Dnieper–Donets culture

Dnieper–Donets culture
Geographical range Eurasian Steppe
Dates c. 5000 BC – 4200 BC
Preceded by Swiderian culture
Followed by Funnelbeaker culture

The Dnieper–Donets culture (ca. 5th4th millennium BC) was a Mesolithic culture in the area north of the Black Sea/Sea of Azov between the Dnieper and Donets River, and bordering the European Neolithic area.

There are parallels with the contemporaneous Samara culture. The Dnieper–Donets culture was succeeded by the Yamna culture.

Overview

It was a hunter-gatherer culture that made the transition to early agriculture. The economic evidence from the earliest stages is almost exclusively from hunting and fishing.[1]

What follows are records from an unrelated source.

//! Subdomain tenant resolution (`<slug>.<BASE_DOMAIN>`)

use http::HeaderMap;

use crate::validation::slug_problem;

/// Host the client addressed: `X-Forwarded-Host` first (proxy), then `Host`
pub fn request_host(headers: &HeaderMap) -> Option<&str> {
    headers
        .get("x-forwarded-host")
        .or_else(|| headers.get(http::header::HOST))
        .and_then(|v| v.to_str().ok())
        .and_then(|v| v.split(',').next())
        .map(str::trim)
        .filter(|v| !v.is_empty())
}

/// Restaurant slug encoded in `host`, if it is a single-label tenant subdomain
pub fn subdomain_slug(host: &str, base_domain: &str) -> Option<String> {
    let host = host.trim().to_ascii_lowercase();
    let host = match host.rsplit_once(':') {
        Some((name, port)) if port.chars().all(|c| c.is_ascii_digit()) => name.to_string(),
        _ => host,
    };
    let label = host.strip_suffix(base_domain)?.strip_suffix('.')?;
    if label.is_empty() || label.contains('.') || slug_problem(label).is_some() {
        return None;
    }
    Some(label.to_string())
}

/// Slug for the current request, if addressed through a tenant subdomain
pub fn tenant_slug(headers: &HeaderMap, base_domain: &str) -> Option<String> {
    request_host(headers).and_then(|host| subdomain_slug(host, base_domain))
}
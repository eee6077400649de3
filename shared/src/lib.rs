//! Shared types for the Mesa platform
//!
//! Error system, domain DTOs and small utilities used by both the
//! server (`mesa-cloud`) and the client library (`mesa-client`).

pub mod error;
pub mod models;
pub mod util;

// Re-exports
pub use axum::Json;
pub use http;
pub use serde::{Deserialize, Serialize};
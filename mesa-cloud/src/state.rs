//! Application state for mesa-cloud

use std::sync::Arc;
use std::time::Duration;

use sqlx::PgPool;
use sqlx::postgres::PgPoolOptions;

use crate::auth::JwtService;
use crate::config::Config;
use crate::middleware::rate_limit::RateLimiter;

type BoxError = Box<dyn std::error::Error + Send + Sync>;

/// Shared application state
#[derive(Clone)]
pub struct AppState {
    /// PostgreSQL connection pool
    pub pool: PgPool,
    pub config: Arc<Config>,
    /// Signs and verifies user tokens
    pub jwt: JwtService,
    /// Per-class request counters
    pub rate_limiter: RateLimiter,
}

impl AppState {
    /// Connect, apply pending migrations and build the state
    pub async fn new(config: Config) -> Result<Self, BoxError> {
        let pool = PgPoolOptions::new()
            .max_connections(config.db_max_connections)
            .acquire_timeout(Duration::from_secs(10))
            .connect(&config.database_url)
            .await?;

        crate::db::setup::run_migrations(&pool).await?;

        Ok(Self::with_pool(pool, config))
    }

    /// Build from an existing pool (tests use a lazily-connected one)
    pub fn with_pool(pool: PgPool, config: Config) -> Self {
        Self {
            pool,
            jwt: JwtService::new(&config.jwt_secret),
            config: Arc::new(config),
            rate_limiter: RateLimiter::new(),
        }
    }
}
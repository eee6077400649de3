//! Restaurant (tenant) database operations

use shared::error::{AppError, ErrorCode, FieldError};
use shared::models::{
    BillingAddressInput, LocationInput, PublicRestaurant, RegistrationRequest, Restaurant,
    RestaurantStatus, RestaurantUpdate, RoleAssignment,
};
use sqlx::PgPool;

use super::{locations, roles};
use crate::auth::roles::RESTAURANT_ADMINISTRATOR;
use crate::error::ServiceResult;

const RESTAURANT_COLUMNS: &str = "id, name, url_slug, business_type, cuisine_type, description, \
     website, logo_url, favicon_url, owner_name, owner_email, owner_phone, subscription_plan, \
     status, created_at, updated_at";

/// Email confirmation window
pub const CONFIRMATION_TTL_MS: i64 = 24 * 60 * 60 * 1000;

/// Billing address as stored
#[derive(Debug, Clone, PartialEq, Eq)]
pub struct BillingAddress {
    pub address: String,
    pub city: String,
    pub state: Option<String>,
    pub zip_code: Option<String>,
    pub country: String,
}

/// Billing address from the payload, or copied from the primary location
pub fn resolve_billing(
    input: &BillingAddressInput,
    primary: &LocationInput,
) -> Result<BillingAddress, AppError> {
    if input.same_as_primary_location {
        return Ok(BillingAddress {
            address: primary.address.clone(),
            city: primary.city.clone(),
            state: primary.state.clone(),
            zip_code: primary.zip_code.clone(),
            country: primary.country.clone(),
        });
    }

    let required = |value: &Option<String>, field: &str| match value.as_deref().map(str::trim) {
        Some(v) if !v.is_empty() => Ok(v.to_string()),
        _ => Err(FieldError::new(
            format!("billing_address.{field}"),
            "is required unless same_as_primary_location is set",
        )),
    };

    let mut missing = Vec::new();
    let address = required(&input.address, "address").map_err(|e| missing.push(e));
    let city = required(&input.city, "city").map_err(|e| missing.push(e));
    let country = required(&input.country, "country").map_err(|e| missing.push(e));

    match (address, city, country) {
        (Ok(address), Ok(city), Ok(country)) => Ok(BillingAddress {
            address,
            city,
            state: input.state.clone(),
            zip_code: input.zip_code.clone(),
            country,
        }),
        _ => Err(AppError::validation_fields(missing)),
    }
}

pub async fn slug_exists(pool: &PgPool, slug: &str) -> ServiceResult<bool> {
    let exists =
        sqlx::query_scalar("SELECT EXISTS (SELECT 1 FROM restaurants WHERE url_slug = $1)")
            .bind(slug)
            .fetch_one(pool)
            .await?;
    Ok(exists)
}

/// Identifiers produced by a registration
#[derive(Debug, Clone, Copy)]
pub struct Registered {
    pub restaurant_id: i64,
    pub owner_user_id: i64,
    pub primary_location_id: i64,
}

/// Create the whole tenant in one transaction
///
/// `req` must already be validated and normalized: email lowercased,
/// exactly one primary location, hours and features checked.
pub async fn register(
    pool: &PgPool,
    req: &RegistrationRequest,
    billing: &BillingAddress,
    password_hash: &str,
    confirmation_token: &str,
    now: i64,
) -> ServiceResult<Registered> {
    let owner = &req.owner;
    let info = &req.restaurant;
    let owner_name = format!("{} {}", owner.first_name.trim(), owner.last_name.trim());

    let mut tx = pool.begin().await?;

    let restaurant_id: i64 = sqlx::query_scalar(
        "INSERT INTO restaurants
             (name, url_slug, business_type, cuisine_type, description, website,
              owner_name, owner_email, owner_phone, subscription_plan, status,
              confirmation_token, confirmation_expires_at, created_at, updated_at)
         VALUES ($1, $2, $3, $4, $5, $6, $7, $8, $9, $10, 'pending', $11, $12, $13, $13)
         RETURNING id",
    )
    .bind(&info.name)
    .bind(&info.url_slug)
    .bind(&info.business_type)
    .bind(&info.cuisine_type)
    .bind(&info.description)
    .bind(&info.website)
    .bind(&owner_name)
    .bind(&owner.email)
    .bind(&owner.phone)
    .bind(info.subscription_plan.as_str())
    .bind(confirmation_token)
    .bind(now + CONFIRMATION_TTL_MS)
    .bind(now)
    .fetch_one(&mut *tx)
    .await?;

    let mut primary_location_id = None;
    for input in &req.locations {
        let location = locations::insert(&mut tx, restaurant_id, input, now).await?;
        if location.is_primary {
            primary_location_id = Some(location.id);
        }
    }
    let primary_location_id =
        primary_location_id.ok_or_else(|| AppError::new(ErrorCode::PrimaryLocationRequired))?;

    sqlx::query(
        "INSERT INTO billing_addresses
             (restaurant_id, address, city, state, zip_code, country, created_at, updated_at)
         VALUES ($1, $2, $3, $4, $5, $6, $7, $7)",
    )
    .bind(restaurant_id)
    .bind(&billing.address)
    .bind(&billing.city)
    .bind(&billing.state)
    .bind(&billing.zip_code)
    .bind(&billing.country)
    .bind(now)
    .execute(&mut *tx)
    .await?;

    let payment = &req.payment_info;
    sqlx::query(
        "INSERT INTO payment_info
             (restaurant_id, card_token, card_brand, last_four, expiry_month, expiry_year,
              cardholder_name, created_at, updated_at)
         VALUES ($1, $2, $3, $4, $5, $6, $7, $8, $8)",
    )
    .bind(restaurant_id)
    .bind(&payment.card_token)
    .bind(&payment.card_brand)
    .bind(&payment.last_four)
    .bind(payment.expiry_month)
    .bind(payment.expiry_year)
    .bind(&payment.cardholder_name)
    .bind(now)
    .execute(&mut *tx)
    .await?;

    let owner_user_id: i64 = sqlx::query_scalar(
        "INSERT INTO users
             (restaurant_id, email, password_hash, first_name, last_name, phone, status,
              created_at, updated_at)
         VALUES ($1, $2, $3, $4, $5, $6, 'active', $7, $7)
         RETURNING id",
    )
    .bind(restaurant_id)
    .bind(&owner.email)
    .bind(password_hash)
    .bind(owner.first_name.trim())
    .bind(owner.last_name.trim())
    .bind(&owner.phone)
    .bind(now)
    .fetch_one(&mut *tx)
    .await?;

    let grant = RoleAssignment {
        role_name: RESTAURANT_ADMINISTRATOR.to_string(),
        location_id: Some(primary_location_id),
        is_primary_role: true,
        is_primary_location: true,
    };
    roles::insert_grants(&mut tx, owner_user_id, &[grant], now).await?;

    tx.commit().await?;
    Ok(Registered {
        restaurant_id,
        owner_user_id,
        primary_location_id,
    })
}

/// `pending → active` when the token is known and unexpired
pub async fn confirm_email(pool: &PgPool, token: &str, now: i64) -> ServiceResult<Restaurant> {
    let confirmed: Option<Restaurant> = sqlx::query_as(&format!(
        "UPDATE restaurants SET
             status = 'active',
             confirmation_token = NULL,
             confirmation_expires_at = NULL,
             updated_at = $2
         WHERE confirmation_token = $1 AND confirmation_expires_at > $2 AND status = 'pending'
         RETURNING {RESTAURANT_COLUMNS}"
    ))
    .bind(token)
    .bind(now)
    .fetch_optional(pool)
    .await?;

    if let Some(restaurant) = confirmed {
        return Ok(restaurant);
    }

    let known: bool = sqlx::query_scalar(
        "SELECT EXISTS (SELECT 1 FROM restaurants WHERE confirmation_token = $1)",
    )
    .bind(token)
    .fetch_one(pool)
    .await?;
    let code = if known {
        ErrorCode::ConfirmationTokenExpired
    } else {
        ErrorCode::ConfirmationTokenInvalid
    };
    Err(AppError::new(code).into())
}

pub async fn find_by_id(pool: &PgPool, id: i64) -> ServiceResult<Option<Restaurant>> {
    let restaurant = sqlx::query_as(&format!(
        "SELECT {RESTAURANT_COLUMNS} FROM restaurants WHERE id = $1"
    ))
    .bind(id)
    .fetch_optional(pool)
    .await?;
    Ok(restaurant)
}

pub async fn find_by_slug(pool: &PgPool, slug: &str) -> ServiceResult<Option<Restaurant>> {
    let restaurant = sqlx::query_as(&format!(
        "SELECT {RESTAURANT_COLUMNS} FROM restaurants WHERE url_slug = $1"
    ))
    .bind(slug)
    .fetch_optional(pool)
    .await?;
    Ok(restaurant)
}

/// Active restaurant by slug, with its active locations
pub async fn public_by_slug(pool: &PgPool, slug: &str) -> ServiceResult<Option<PublicRestaurant>> {
    let Some(restaurant) = find_by_slug(pool, slug).await? else {
        return Ok(None);
    };
    if restaurant.status != RestaurantStatus::Active {
        return Ok(None);
    }

    let locations = locations::list_active(pool, restaurant.id).await?;
    Ok(Some(PublicRestaurant {
        id: restaurant.id,
        name: restaurant.name,
        url_slug: restaurant.url_slug,
        cuisine_type: restaurant.cuisine_type,
        description: restaurant.description,
        website: restaurant.website,
        logo_url: restaurant.logo_url,
        favicon_url: restaurant.favicon_url,
        locations,
    }))
}

pub async fn update(
    pool: &PgPool,
    id: i64,
    data: &RestaurantUpdate,
    now: i64,
) -> ServiceResult<Restaurant> {
    let restaurant = sqlx::query_as(&format!(
        "UPDATE restaurants SET
             name = COALESCE($2, name),
             business_type = COALESCE($3, business_type),
             cuisine_type = COALESCE($4, cuisine_type),
             description = COALESCE($5, description),
             website = COALESCE($6, website),
             logo_url = COALESCE($7, logo_url),
             favicon_url = COALESCE($8, favicon_url),
             owner_phone = COALESCE($9, owner_phone),
             updated_at = $10
         WHERE id = $1
         RETURNING {RESTAURANT_COLUMNS}"
    ))
    .bind(id)
    .bind(&data.name)
    .bind(&data.business_type)
    .bind(&data.cuisine_type)
    .bind(&data.description)
    .bind(&data.website)
    .bind(&data.logo_url)
    .bind(&data.favicon_url)
    .bind(&data.owner_phone)
    .bind(now)
    .fetch_optional(pool)
    .await?
    .ok_or_else(|| AppError::new(ErrorCode::RestaurantNotFound))?;
    Ok(restaurant)
}

pub async fn set_status(
    pool: &PgPool,
    id: i64,
    status: RestaurantStatus,
    now: i64,
) -> ServiceResult<Restaurant> {
    let restaurant = sqlx::query_as(&format!(
        "UPDATE restaurants SET status = $2, updated_at = $3
         WHERE id = $1
         RETURNING {RESTAURANT_COLUMNS}"
    ))
    .bind(id)
    .bind(status.as_str())
    .bind(now)
    .fetch_optional(pool)
    .await?
    .ok_or_else(|| AppError::new(ErrorCode::RestaurantNotFound))?;
    Ok(restaurant)
}

/// Favicon (or logo) of an active restaurant
pub async fn favicon_for_slug(pool: &PgPool, slug: &str) -> ServiceResult<Option<String>> {
    let url: Option<Option<String>> = sqlx::query_scalar(
        "SELECT COALESCE(favicon_url, logo_url) FROM restaurants
         WHERE url_slug = $1 AND status = 'active'",
    )
    .bind(slug)
    .fetch_optional(pool)
    .await?;
    Ok(url.flatten())
}

#[cfg(test)]
mod tests {
    use super::*;

    fn primary() -> LocationInput {
        serde_json::from_value(serde_json::json!({
            "name": "Centro",
            "address": "Calle Mayor 1",
            "city": "Madrid",
            "zip_code": "28013",
            "country": "ES",
            "is_primary": true
        }))
        .unwrap()
    }

    #[test]
    fn test_billing_copied_from_primary() {
        let input = BillingAddressInput {
            same_as_primary_location: true,
            address: Some("ignored".into()),
            ..Default::default()
        };
        let billing = resolve_billing(&input, &primary()).unwrap();
        assert_eq!(billing.address, "Calle Mayor 1");
        assert_eq!(billing.zip_code.as_deref(), Some("28013"));
        assert_eq!(billing.country, "ES");
    }

    #[test]
    fn test_billing_explicit() {
        let input = BillingAddressInput {
            same_as_primary_location: false,
            address: Some(" Gran Via 2 ".into()),
            city: Some("Madrid".into()),
            state: None,
            zip_code: None,
            country: Some("ES".into()),
        };
        let billing = resolve_billing(&input, &primary()).unwrap();
        assert_eq!(billing.address, "Gran Via 2");
    }

    #[test]
    fn test_billing_missing_fields_listed() {
        let input = BillingAddressInput {
            city: Some("Madrid".into()),
            ..Default::default()
        };
        let err = resolve_billing(&input, &primary()).unwrap_err();
        assert_eq!(err.code, ErrorCode::ValidationFailed);
        let fields = &err.details.unwrap()["fields"];
        let names: Vec<&str> = fields
            .as_array()
            .unwrap()
            .iter()
            .map(|f| f["field"].as_str().unwrap())
            .collect();
        assert_eq!(names, ["billing_address.address", "billing_address.country"]);
    }
}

Inhumation was in grave pits, with the deceased being covered in ochre. Burial was sometimes individual, but larger groupings are more common, with burials being carried out sequentially in the same grave.

There are parallels with the contemporaneous Samara culture, and a larger horizon from the lower half of Dnieper to the mid-to-lower Volga has been drawn, particularly by the advocates of the Kurgan hypothesis as expounded by Marija Gimbutas. Dmitry Telegin (ru) assigns them to a broad cultural region that spanned the Vistula in Poland southeast to the Dnieper. Mallory includes this area within the limits of the Proto-Indo-Europeans. The precise role of this culture and its language to the derivation of the Pontic-Caspian cultures such as Sredny Stog and Yamna culture, is open to debate, though the display of recurrent traits points either to long-standing mutual contacts or underlying genetic relations.[2]

The physical remains recovered from graves have been described as typically Europoid. They are predominantly characterized as late Cro-Magnons with more massive and robust features than the gracile Mediterranean peoples of the Balkan Neolithic.[1]

Pottery

The early use of typical point base pottery interrelates with other Mesolithic cultures that are peripheral to the expanse of the Neolithic farmer cultures. The special shape of this pottery has been related to transport by logboat in wetland areas. Especially related are Swifterbant in the Netherlands, Ellerbek and Ertebølle in Northern Germany and Scandinavia, "Ceramic Mesolithic" pottery of Belgium and Northern France (including non-Linear pottery such as La Hoguette, Bliquy, Villeneuve-Saint-Germain), the Roucedour culture in Southwest France and the river and lake areas of Northern Poland and Russia.[3]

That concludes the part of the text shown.